I feel like this movie is getting forgotten in the end of the year hustle. But this has got to be (maybe besides The Dark Knight) one of the best examples of "having your cake and eating it too". I mean here is a populist scientific entertainment with real serious themes and issues at its core, but also has kick as action elements to it. When I first saw it it blew me away-it was deep and the action themes were amazingly exciting. Sure certain things didn't make sense and they probably shouldn't have included the little, "cute", baby alien-but that is all a truly minor quibble. Neill Blomkamp is one to watch and Peter Jackson has a good eye for talent. Besides everything he was able to do pull off for $30 million (I thought about this a lot after I saw it this Summer, THIS cost $30 million and Funny People cost $75 million. Ugh.) Oh and I would be remiss to not mention Sharlto Copley's performance as the low level bureaucrat who got thrust into the middle of the action. Seriously, it was like David Brent suddenly becoming an action hero. Some low-level employee becomes the catalyst to the entire movie. Just remarkable.

3) The Hurt Locker

Maybe this and Paul Greengrass' Green Zone might get people interested (or more interested) in Iraq movies.

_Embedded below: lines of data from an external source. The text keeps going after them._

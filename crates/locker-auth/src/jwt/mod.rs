//! JWT token encoding, decoding, and claims management.

pub mod claims;
pub mod decoder;
pub mod encoder;

pub use claims::{Claims, TokenType};
pub use decoder::JwtDecoder;
pub use encoder::JwtEncoder;
//! Health check handler.

use axum::Json;
use axum::extract::State;

use crate::dto::response::{ApiResponse, HealthResponse};
use crate::state::AppState;

/// GET /api/health
pub async fn health(State(state): State<AppState>) -> Json<ApiResponse<HealthResponse>> {
    let storage_healthy = match state.storage.health_check().await {
        Ok(healthy) => healthy,
        Err(e) => {
            tracing::warn!(error = %e, "Storage health check failed");
            false
        }
    };

    Json(ApiResponse::ok(HealthResponse {
        status: if storage_healthy { "ok" } else { "degraded" }.to_string(),
        version: env!("CARGO_PKG_VERSION").to_string(),
        storage_provider: state.storage.provider_type().to_string(),
        storage_healthy,
    }))
}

Although I think what people needed were not to have a GOOD movie about Iraq come out. Kathryn Bigelow directs a movie that is a war movie, set in Iraq obviously, that works well as that and works exceptionally well as a thriller. The thriller aspects to this are amazing. As is Jeremy Renner's performance as the head of the bomb diffusing squad, Sgt. William James. His performance deserves to be seen much more than it has been. His character is awesome, amazingly written, and infuriating all in one big, bold package. A ridiculously good comeback from Kathryn Bigelow (although she might hate to have it called that).

2) The Fantastic Mr. Fox

Yup. The very definition of a latecomer. But its so good. Who knows where this will slide on this list as the years go on, but, for now, it is right here. From what I said, yesterday:" It balances Anderson' trademark melancholy with an almost insane optimism, in the end its pretty life-affirming. I thought it was a pretty amazing achievement."

1) Inglourious Basterds

Quentin Tarantino just might be my favorite living director. Even with the four films this decade he just keeps topping himself. This is a movie about the power of movies to shape the perceptions and directions of world events, and it ends with a twist that gives cinema the ultimate victory over history. The brilliance of Inglourious Basterds is that while setting up this layered look at World War II archetypes, Tarantino also delivers a revenge thriller, with great characters, huge setpieces, and just amazing dialogue, much of it in foreign languages. It’s a daring, clever stunt. Tarantino reestablishes himself as the rare (only?) filmmaker who can turn a trip inside his own head into a cultural event. I wish people were still talking and arguing about this like they were when it first came out, instead of just talking about Avatar which truly has nothing on this.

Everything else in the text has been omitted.